◆ **EXERCISE INSTRUCTIONS**:
Every line containing the string "Event" should be returned from the records.
(AVAILABLE DATA begins)
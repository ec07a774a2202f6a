// SPDX-License-Identifier: BUSL-1.1
// Copyright (c) 2026 Alfred Jean LLC

//! Shared test helpers for use across crates.
//!
//! Gated behind the `test-support` feature.

use crate::event::Event;
use crate::repo::RepoEntry;
use crate::task::{Task, TaskConfig, TaskId};
use chrono::{DateTime, Utc};
use serde_json::{json, Value};
use std::path::PathBuf;

/// A fixed instant used as `created_at` for tasks built by these helpers,
/// so assertions on serialized output don't depend on wall-clock time.
pub fn fixed_now() -> DateTime<Utc> {
    DateTime::parse_from_rfc3339("2026-01-01T00:00:00Z")
        .expect("valid fixed timestamp")
        .with_timezone(&Utc)
}

/// Build a `Task` in `Pending` status under `/test-repos/<alias>`.
pub fn pending_task(id: &str, repo_alias: &str, slot: u32) -> Task {
    Task::new(TaskConfig {
        id: TaskId::new(id),
        description: "test task".to_string(),
        slot,
        repo_alias: repo_alias.to_string(),
        repo_path: PathBuf::from(format!("/test-repos/{repo_alias}")),
        created_at: fixed_now(),
    })
}

/// Build a `Task` in `Pending` status rooted at a caller-supplied path,
/// for tests that exercise real filesystem persistence.
pub fn pending_task_at(id: &str, repo_alias: &str, slot: u32, repo_path: PathBuf) -> Task {
    Task::new(TaskConfig {
        id: TaskId::new(id),
        description: "test task".to_string(),
        slot,
        repo_alias: repo_alias.to_string(),
        repo_path,
        created_at: fixed_now(),
    })
}

/// Build a `Task` already transitioned to `Running`.
pub fn running_task(id: &str, repo_alias: &str, slot: u32, pid: u32) -> Task {
    let mut task = pending_task(id, repo_alias, slot);
    task.set_start_ref("0".repeat(40), Some("main".to_string()));
    task.mark_running(pid, fixed_now())
        .expect("pending -> running is always valid");
    task
}

/// A successful result payload shaped like what the guest runner writes.
pub fn success_result() -> Value {
    json!({"success": true, "summary": "done"})
}

/// A fast-forward merge result payload.
pub fn fast_forward_merge_result() -> Value {
    json!({"strategy": "fast-forward", "error": null})
}

pub fn completed_event(id: &str) -> Event {
    Event::Completed {
        task_id: TaskId::new(id),
        result: success_result(),
        merge_result: fast_forward_merge_result(),
    }
}

pub fn failed_event(id: &str, error: &str) -> Event {
    Event::Failed {
        task_id: TaskId::new(id),
        error: error.to_string(),
        exit_code: Some(1),
    }
}

/// A registry entry under a scratch path, suitable for tests that never
/// touch the real filesystem.
pub fn repo_entry(alias: &str) -> RepoEntry {
    RepoEntry::new(alias, PathBuf::from(format!("/test-repos/{alias}")), fixed_now())
}
// SPDX-License-Identifier: BUSL-1.1
// Copyright (c) 2026 Alfred Jean LLC

//! Invocation of the declarative VM image builder.
//!
//! The builder itself is an external collaborator (out of scope): a
//! program that, given a task directory and slot, produces a runner
//! executable. This module only specifies the invocation contract.

use async_trait::async_trait;
use std::path::{Path, PathBuf};
use thiserror::Error;
use tokio::process::Command;

#[derive(Debug, Error)]
pub enum BuildError {
    #[error("builder failed to start: {0}")]
    Spawn(#[source] std::io::Error),
    #[error("build failed (exit {code}): {stderr_tail}")]
    Failed { code: i32, stderr_tail: String },
}

/// Arguments passed to the declarative builder for one task/slot pairing.
#[derive(Debug, Clone)]
pub struct BuildArgs {
    pub task_dir: PathBuf,
    pub nix_store_image: PathBuf,
    pub socket_path: PathBuf,
    pub slot: u32,
    pub var_dir: PathBuf,
    pub container_dir: PathBuf,
}

/// Builds a runner executable for a task. Implementations invoke the
/// external image builder or, in tests, fake the outcome entirely.
#[async_trait]
pub trait VmBuilder: Send + Sync {
    async fn build(&self, args: &BuildArgs) -> Result<PathBuf, BuildError>;
}

/// Invokes an external builder binary, passing `BuildArgs` as flags and
/// parsing the runner path from its stdout.
pub struct ExternalVmBuilder {
    builder_path: PathBuf,
}

impl ExternalVmBuilder {
    pub fn new(builder_path: PathBuf) -> Self {
        Self { builder_path }
    }
}

#[async_trait]
impl VmBuilder for ExternalVmBuilder {
    async fn build(&self, args: &BuildArgs) -> Result<PathBuf, BuildError> {
        let output = Command::new(&self.builder_path)
            .arg("--task-dir")
            .arg(&args.task_dir)
            .arg("--nix-store-image")
            .arg(&args.nix_store_image)
            .arg("--socket-path")
            .arg(&args.socket_path)
            .arg("--slot")
            .arg(args.slot.to_string())
            .arg("--var-dir")
            .arg(&args.var_dir)
            .arg("--container-dir")
            .arg(&args.container_dir)
            .output()
            .await
            .map_err(BuildError::Spawn)?;

        if !output.status.success() {
            let stderr = String::from_utf8_lossy(&output.stderr);
            let mut tail_lines: Vec<&str> = stderr.lines().rev().take(20).collect();
            tail_lines.reverse();
            let tail = tail_lines.join("\n");
            return Err(BuildError::Failed {
                code: output.status.code().unwrap_or(-1),
                stderr_tail: tail,
            });
        }

        let runner_path = String::from_utf8_lossy(&output.stdout).trim().to_string();
        Ok(PathBuf::from(runner_path))
    }
}

#[cfg(any(test, feature = "test-support"))]
pub mod fake {
    use super::*;
    use std::sync::atomic::{AtomicUsize, Ordering};

    /// A builder that always succeeds, returning a fixed runner path.
    pub struct FakeVmBuilder {
        runner_path: PathBuf,
        calls: AtomicUsize,
    }

    impl FakeVmBuilder {
        pub fn new(runner_path: PathBuf) -> Self {
            Self {
                runner_path,
                calls: AtomicUsize::new(0),
            }
        }

        pub fn call_count(&self) -> usize {
            self.calls.load(Ordering::SeqCst)
        }
    }

    #[async_trait]
    impl VmBuilder for FakeVmBuilder {
        async fn build(&self, _args: &BuildArgs) -> Result<PathBuf, BuildError> {
            self.calls.fetch_add(1, Ordering::SeqCst);
            Ok(self.runner_path.clone())
        }
    }

    /// A builder that always fails, for exercising build-error handling.
    pub struct FailingVmBuilder {
        stderr_tail: String,
    }

    impl FailingVmBuilder {
        pub fn new(stderr_tail: impl Into<String>) -> Self {
            Self {
                stderr_tail: stderr_tail.into(),
            }
        }
    }

    #[async_trait]
    impl VmBuilder for FailingVmBuilder {
        async fn build(&self, _args: &BuildArgs) -> Result<PathBuf, BuildError> {
            Err(BuildError::Failed {
                code: 1,
                stderr_tail: self.stderr_tail.clone(),
            })
        }
    }
}

#[cfg(test)]
#[path = "builder_tests.rs"]
mod tests;
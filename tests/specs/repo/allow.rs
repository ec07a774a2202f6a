//! `mvm allow` specs: registering repos into the allowlist.

use crate::prelude::*;

#[test]
fn allow_registers_repo_under_its_basename() {
    let project = Project::empty();
    project.git_init_repo();
    let path = project.repo_path().to_string_lossy().into_owned();

    let basename = project.repo_path().file_name().unwrap().to_string_lossy().into_owned();

    project
        .mvm()
        .args(&["allow", &path])
        .passes()
        .stdout_has(&format!("registered '{basename}'"));
}

#[test]
fn allow_with_explicit_alias_uses_it() {
    let project = Project::empty();
    project.git_init_repo();
    let path = project.repo_path().to_string_lossy().into_owned();

    project
        .mvm()
        .args(&["allow", &path, "--alias", "demo"])
        .passes()
        .stdout_has("registered 'demo'");
}

#[test]
fn allow_same_path_twice_returns_the_same_alias() {
    let project = Project::empty();
    project.git_init_repo();
    let path = project.repo_path().to_string_lossy().into_owned();

    project.mvm().args(&["allow", &path, "--alias", "demo"]).passes();
    // Re-allowing the identical canonical path is idempotent: it returns
    // the existing alias rather than minting "demo-2".
    project
        .mvm()
        .args(&["allow", &path, "--alias", "demo"])
        .passes()
        .stdout_has("registered 'demo'");
}

#[test]
fn allow_alias_collision_on_a_different_path_is_disambiguated() {
    let project = Project::empty();
    project.git_init_repo();
    let path_a = project.repo_path().to_string_lossy().into_owned();

    let other = tempfile::tempdir().unwrap();
    std::process::Command::new("git")
        .args(["init", "-b", "main"])
        .current_dir(other.path())
        .status()
        .unwrap();

    project.mvm().args(&["allow", &path_a, "--alias", "demo"]).passes();
    project
        .mvm()
        .args(&["allow", &other.path().to_string_lossy(), "--alias", "demo"])
        .passes()
        .stdout_has("registered 'demo-2'");
}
(AVAILABLE DATA ends)
◆ **RESULT OF THE TASK**:
use crate::event::Event;
pub fn completed_event(id: &str) -> Event {
    Event::Completed {
pub fn failed_event(id: &str, error: &str) -> Event {
    Event::Failed {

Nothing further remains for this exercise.